Data Analytics Has Created a New Understanding of Autism

children's colorful alphabet letters spelling Autism with colorful hands and a ribbon with puzzle pattern on a horizontal wooden background

While public awareness of autism has increased since the turn of the century, understanding of autism has not progressed as quickly.

Autism is a neurodevelopmental disorder and has several behaviors associated with it, including speech delay in children and communication difficulties. Autism reveals itself in different ways with different individuals, whether you’re looking at it genetically or physically. The variation in how it reveals itself genetically has leading one doctor to suggest that what’s being researched is not autism, but autisms.

The disorder has presented a challenge for researchers that is testing the effectiveness of big data and analytics. But big data has proven to be up to the challenge, helping yield advancements in the understanding of autism’s causes.
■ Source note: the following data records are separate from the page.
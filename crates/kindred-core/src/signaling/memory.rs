//! In-process connector for tests and local demos.
//!
//! The offering connector parks one end of a [`tokio::io::duplex`] pipe in a
//! shared [`MemoryConnectorHub`] under a fresh token and offers that token.
//! The answering connector claims the parked end when the offer reaches it,
//! answers with the same token and reports the pipe as connected. The
//! offering side reports its end as connected when the answer arrives.

use super::{ConnectorEvent, PeerConnector, SignalMessage, SignalRole};
use crate::error::SignalingError;
use async_trait::async_trait;
use std::borrow::Cow;
use std::collections::HashMap;
use std::sync::atomic::{AtomicU64, Ordering};
use std::sync::{Arc, Mutex, MutexGuard, PoisonError};
use tokio::io::DuplexStream;
use tokio::sync::mpsc;

const DEFAULT_BUFFER_SIZE: usize = 64 * 1024;

type ParkedOffers = Arc<Mutex<HashMap<String, DuplexStream>>>;

fn lock(
    offers: &Mutex<HashMap<String, DuplexStream>>,
) -> MutexGuard<'_, HashMap<String, DuplexStream>> {
    offers.lock().unwrap_or_else(PoisonError::into_inner)
}

/// Shared state of in-process connectors.
#[derive(Clone)]
pub struct MemoryConnectorHub {
    offers: ParkedOffers,
    next_token: Arc<AtomicU64>,
    buffer_size: usize,
}

impl Default for MemoryConnectorHub {
    fn default() -> Self {
        Self::new()
    }
}

impl MemoryConnectorHub {
    /// Create an empty hub.
    #[must_use]
    pub fn new() -> Self {
        Self {
            offers: Arc::new(Mutex::new(HashMap::new())),
            next_token: Arc::new(AtomicU64::new(1)),
            buffer_size: DEFAULT_BUFFER_SIZE,
        }
    }

    /// Create a connector playing `role`.
    #[must_use]
    pub fn connector(&self, role: SignalRole) -> MemoryConnector {
        let (events_tx, events_rx) = mpsc::unbounded_channel();
        let mut connector = MemoryConnector {
            role,
            offers: Arc::clone(&self.offers),
            token: None,
            local: None,
            events_tx,
            events_rx,
        };

        if role == SignalRole::Offer {
            let token = format!(
                "memory-{}",
                self.next_token.fetch_add(1, Ordering::Relaxed)
            );
            let (local, remote) = tokio::io::duplex(self.buffer_size);
            lock(&self.offers).insert(token.clone(), remote);
            connector.emit(ConnectorEvent::Signal(SignalMessage::Offer { sdp: token.clone() }));
            connector.token = Some(token);
            connector.local = Some(local);
        }

        connector
    }

    /// Offers not yet claimed by an answering connector.
    #[must_use]
    pub fn pending_offers(&self) -> usize {
        lock(&self.offers).len()
    }
}

/// In-process connector.
pub struct MemoryConnector {
    role: SignalRole,
    offers: ParkedOffers,
    token: Option<String>,
    local: Option<DuplexStream>,
    events_tx: mpsc::UnboundedSender<ConnectorEvent<DuplexStream>>,
    events_rx: mpsc::UnboundedReceiver<ConnectorEvent<DuplexStream>>,
}

impl MemoryConnector {
    fn emit(&self, event: ConnectorEvent<DuplexStream>) {
        let _ = self.events_tx.send(event);
    }
}

#[async_trait]
impl PeerConnector for MemoryConnector {
    type Transport = DuplexStream;

    async fn next_event(&mut self) -> Option<ConnectorEvent<DuplexStream>> {
        self.events_rx.recv().await
    }

    async fn signal(&mut self, message: SignalMessage) -> Result<(), SignalingError> {
        match (self.role, message) {
            (_, SignalMessage::Candidate { .. }) => Ok(()),
            (SignalRole::Offer, SignalMessage::Answer { sdp }) => {
                if self.token.as_deref() != Some(sdp.as_str()) {
                    return Err(SignalingError::Connector(Cow::Owned(format!(
                        "answer for unknown offer {sdp}"
                    ))));
                }
                if let Some(local) = self.local.take() {
                    self.emit(ConnectorEvent::Connected(local));
                }
                Ok(())
            }
            (SignalRole::Answer, SignalMessage::Offer { sdp }) => {
                let claimed = lock(&self.offers).remove(&sdp);
                match claimed {
                    Some(remote) => {
                        self.emit(ConnectorEvent::Signal(SignalMessage::Answer { sdp }));
                        self.emit(ConnectorEvent::Connected(remote));
                    }
                    None => self.emit(ConnectorEvent::Error(format!("unknown offer {sdp}"))),
                }
                Ok(())
            }
            (role, message) => Err(SignalingError::Connector(Cow::Owned(format!(
                "{role:?} side cannot accept {message:?}"
            )))),
        }
    }
}

impl Drop for MemoryConnector {
    fn drop(&mut self) {
        if let Some(token) = &self.token {
            lock(&self.offers).remove(token);
        }
    }
}
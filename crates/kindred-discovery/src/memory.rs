//! In-process rendezvous.
//!
//! [`MemoryRendezvous`] is a hub shared by any number of [`MemorySwarm`]
//! handles. Whenever two handles are joined to the same topic, and at least
//! one of them announces while the other looks up, each receives one end of
//! a fresh [`tokio::io::duplex`] pipe. Listen ports are simulated so that
//! bind conflicts and the fallback to an OS-assigned port can be exercised
//! without sockets.

use crate::swarm::{JoinOptions, Swarm, SwarmError, SwarmEvent};
use crate::topic::Topic;
use async_trait::async_trait;
use std::collections::HashMap;
use std::sync::{Arc, Mutex, MutexGuard, PoisonError};
use tokio::io::DuplexStream;
use tokio::sync::mpsc;
use tracing::debug;

/// Default per-direction buffer of an in-memory stream.
pub const DEFAULT_BUFFER_SIZE: usize = 64 * 1024;

/// First port handed out for `listen(0)`.
const EPHEMERAL_PORT_START: u16 = 49152;

type EventSender = mpsc::UnboundedSender<SwarmEvent<DuplexStream>>;

struct Member {
    swarm: u64,
    options: JoinOptions,
    events: EventSender,
}

#[derive(Default)]
struct HubState {
    next_swarm: u64,
    next_port: u16,
    ports: HashMap<u16, u64>,
    topics: HashMap<Topic, Vec<Member>>,
}

impl HubState {
    fn allocate_port(&mut self) -> u16 {
        if self.next_port < EPHEMERAL_PORT_START {
            self.next_port = EPHEMERAL_PORT_START;
        }
        while self.ports.contains_key(&self.next_port) {
            self.next_port = self.next_port.checked_add(1).unwrap_or(EPHEMERAL_PORT_START);
        }
        let port = self.next_port;
        self.next_port = self.next_port.checked_add(1).unwrap_or(EPHEMERAL_PORT_START);
        port
    }

    fn release_port(&mut self, swarm: u64) {
        self.ports.retain(|_, owner| *owner != swarm);
    }

    fn remove_member(&mut self, swarm: u64, topic: &Topic) {
        if let Some(members) = self.topics.get_mut(topic) {
            members.retain(|m| m.swarm != swarm);
            if members.is_empty() {
                self.topics.remove(topic);
            }
        }
    }

    fn remove_everywhere(&mut self, swarm: u64) {
        for members in self.topics.values_mut() {
            members.retain(|m| m.swarm != swarm);
        }
        self.topics.retain(|_, members| !members.is_empty());
        self.release_port(swarm);
    }
}

fn lock(hub: &Mutex<HubState>) -> MutexGuard<'_, HubState> {
    hub.lock().unwrap_or_else(PoisonError::into_inner)
}

fn should_pair(a: JoinOptions, b: JoinOptions) -> bool {
    (a.lookup && b.announce) || (a.announce && b.lookup)
}

/// Shared in-process rendezvous hub.
#[derive(Clone)]
pub struct MemoryRendezvous {
    hub: Arc<Mutex<HubState>>,
    buffer_size: usize,
}

impl Default for MemoryRendezvous {
    fn default() -> Self {
        Self::new()
    }
}

impl MemoryRendezvous {
    /// Create an empty hub.
    #[must_use]
    pub fn new() -> Self {
        Self::with_buffer_size(DEFAULT_BUFFER_SIZE)
    }

    /// Create an empty hub whose streams buffer `buffer_size` bytes per direction.
    #[must_use]
    pub fn with_buffer_size(buffer_size: usize) -> Self {
        Self {
            hub: Arc::new(Mutex::new(HubState::default())),
            buffer_size,
        }
    }

    /// Create a new swarm handle attached to this hub.
    #[must_use]
    pub fn swarm(&self) -> MemorySwarm {
        let id = {
            let mut state = lock(&self.hub);
            state.next_swarm += 1;
            state.next_swarm
        };
        let (events_tx, events_rx) = mpsc::unbounded_channel();

        MemorySwarm {
            id,
            hub: Arc::clone(&self.hub),
            buffer_size: self.buffer_size,
            events_tx,
            events_rx,
            closed: false,
        }
    }

    /// Number of swarms currently joined to `topic`.
    #[must_use]
    pub fn members(&self, topic: &Topic) -> usize {
        lock(&self.hub).topics.get(topic).map_or(0, Vec::len)
    }

    /// Whether `port` is held by a listening swarm.
    #[must_use]
    pub fn is_listening(&self, port: u16) -> bool {
        lock(&self.hub).ports.contains_key(&port)
    }
}

/// One node's handle on a [`MemoryRendezvous`].
pub struct MemorySwarm {
    id: u64,
    hub: Arc<Mutex<HubState>>,
    buffer_size: usize,
    events_tx: EventSender,
    events_rx: mpsc::UnboundedReceiver<SwarmEvent<DuplexStream>>,
    closed: bool,
}

impl MemorySwarm {
    /// Deliver an error event to this swarm, as a failing listener would.
    pub fn inject_error(&self, error: SwarmError) {
        let _ = self.events_tx.send(SwarmEvent::Error(error));
    }
}

#[async_trait]
impl Swarm for MemorySwarm {
    type Stream = DuplexStream;

    async fn listen(&mut self, port: u16) -> Result<u16, SwarmError> {
        if self.closed {
            return Err(SwarmError::Closed);
        }

        let mut state = lock(&self.hub);
        if port != 0 {
            if let Some(owner) = state.ports.get(&port) {
                if *owner != self.id {
                    return Err(SwarmError::Bind {
                        port,
                        source: std::io::Error::from(std::io::ErrorKind::AddrInUse),
                    });
                }
            }
        }

        state.release_port(self.id);
        let bound = if port == 0 { state.allocate_port() } else { port };
        state.ports.insert(bound, self.id);
        Ok(bound)
    }

    async fn join(&mut self, topic: Topic, options: JoinOptions) -> Result<(), SwarmError> {
        if self.closed {
            return Err(SwarmError::Closed);
        }

        let mut state = lock(&self.hub);
        let members = state.topics.entry(topic).or_default();

        if let Some(existing) = members.iter_mut().find(|m| m.swarm == self.id) {
            existing.options = options;
            return Ok(());
        }

        let mut paired = 0usize;
        for member in members.iter() {
            if !should_pair(options, member.options) {
                continue;
            }
            let (local, remote) = tokio::io::duplex(self.buffer_size);
            if member.events.send(SwarmEvent::Connection(remote)).is_ok() {
                let _ = self.events_tx.send(SwarmEvent::Connection(local));
                paired += 1;
            }
        }

        members.push(Member {
            swarm: self.id,
            options,
            events: self.events_tx.clone(),
        });

        debug!(topic = %topic.short(), swarm = self.id, paired, "Joined memory topic");
        Ok(())
    }

    async fn leave(&mut self, topic: &Topic) -> Result<(), SwarmError> {
        lock(&self.hub).remove_member(self.id, topic);
        debug!(topic = %topic.short(), swarm = self.id, "Left memory topic");
        Ok(())
    }

    async fn next_event(&mut self) -> Option<SwarmEvent<DuplexStream>> {
        if self.closed {
            return None;
        }
        self.events_rx.recv().await
    }

    async fn close(&mut self) {
        lock(&self.hub).remove_everywhere(self.id);
        self.closed = true;
        self.events_rx.close();
    }
}

impl Drop for MemorySwarm {
    fn drop(&mut self) {
        lock(&self.hub).remove_everywhere(self.id);
    }
}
The Autism Speaks MSSNG project is the world’s largest autism genome sequencing program. One of its studies last year identified 18 gene variations that appear to increase the risk of autism, bringing the total of genetic variations identified by MSSNG since its inception in 2014 to 61.

MSSNG (pronounced “missing,” the two letters missing are said to represent the missing information concerning autism that the project hopes to find) is a collaboration between the Hospital for Sick Children (SickKids) in Toronto, advocacy group Autism Speaks and Verily (formerly Google Life Sciences), which hosts the MSSNG database on its cloud platform.

“It’s noteworthy that we’re still finding new autism genes, let alone 18 of them, after a decade of intense focus,” said Mathew Pletcher, Ph.D. He is Autism Speaks’ vice president for genomic discovery and co-author of the study, which involved the analysis of 5,205 whole genomes from families affected by autism.

The MSSNG study is one of several projects using data to seek a greater understanding of the causes and possible treatments of autism.

Last year, Dr. Jonathan Pevsner, a researcher at Kennedy Krieger Institute’s Department of Neurology, published a study drawn from DNA data on almost 10,000 people with autism spectrum disorders (ASD) and their family members. Pevsner and his fellow researchers designed their own data analysis software tools specifically for their study.

The study identified thousands of ASD-related mutations known as “de novo.” De novo mutations are those found in an individual but not in either parent. Researchers are investigating de novo mutations to discern if they are linked to autism or other conditions.

Another finding made by Pevsner and the study’s co-author, Donald Freed, a graduate student working with Pevsner) was several hundred previously unidentified ASD-related mutations known as mosaics.

These mutations occur while a person is developing, before or after birth. They are not inherited and aren’t found in every one of the body’s cells. The later the mutation occurs in the person’s development, the fewer cells have the mutation.

“Finding these mosaic mutations is like looking for a needle in a million haystacks,” Pevsner said. Having only looked at blood-based DNA samples, Pevsner believes brain-based samples might reveal more mutations. The researcher thinks that mosaicism could explain how ASD can affect one of a pair of identical twins but not the other.

Noted genomic researcher Michael Wigler, along with partner Jonathan Sebat, reported in 2007 that de novo mutations occurred more frequently in subjects with autism than others.  These findings led the pair and other researchers to, over the next decade, identify 65 genes as being linked to autism.

Stephan Sanders, an assistant professor of psychiatry at the University of California, San Francisco, took part in the most recent study.

“For so long, we’ve been saying if we could just find these genes, we’d be able to really make some headway,” Sanders told Scientific American. “Suddenly, you’ve got this list of 65-plus genes, which we know have a causative role in autism, and as a foundation for going forward, it’s amazing.”

Importantly, these findings establish that autism’s causes are biological, not psychiatric.

“More and more, we are erasing this idea of autism being a stigmatizing psychiatric disorder,” Sanders said. “These are genetic disorders; this is a consequence of biology, which can be understood, and where traction can be made.”

This major event in autism research arrived courtesy of the opportunities brought about by data and analytics.

“With each new gene discovery, we’re able to explain more cases of autism, each with its own set of behavioral effects and many with associated medical concerns,” Autism Speaks’ Pletcher said. He added that the goal “is to advance personalized treatments for autism by deepening our understanding of the condition’s many subtypes.”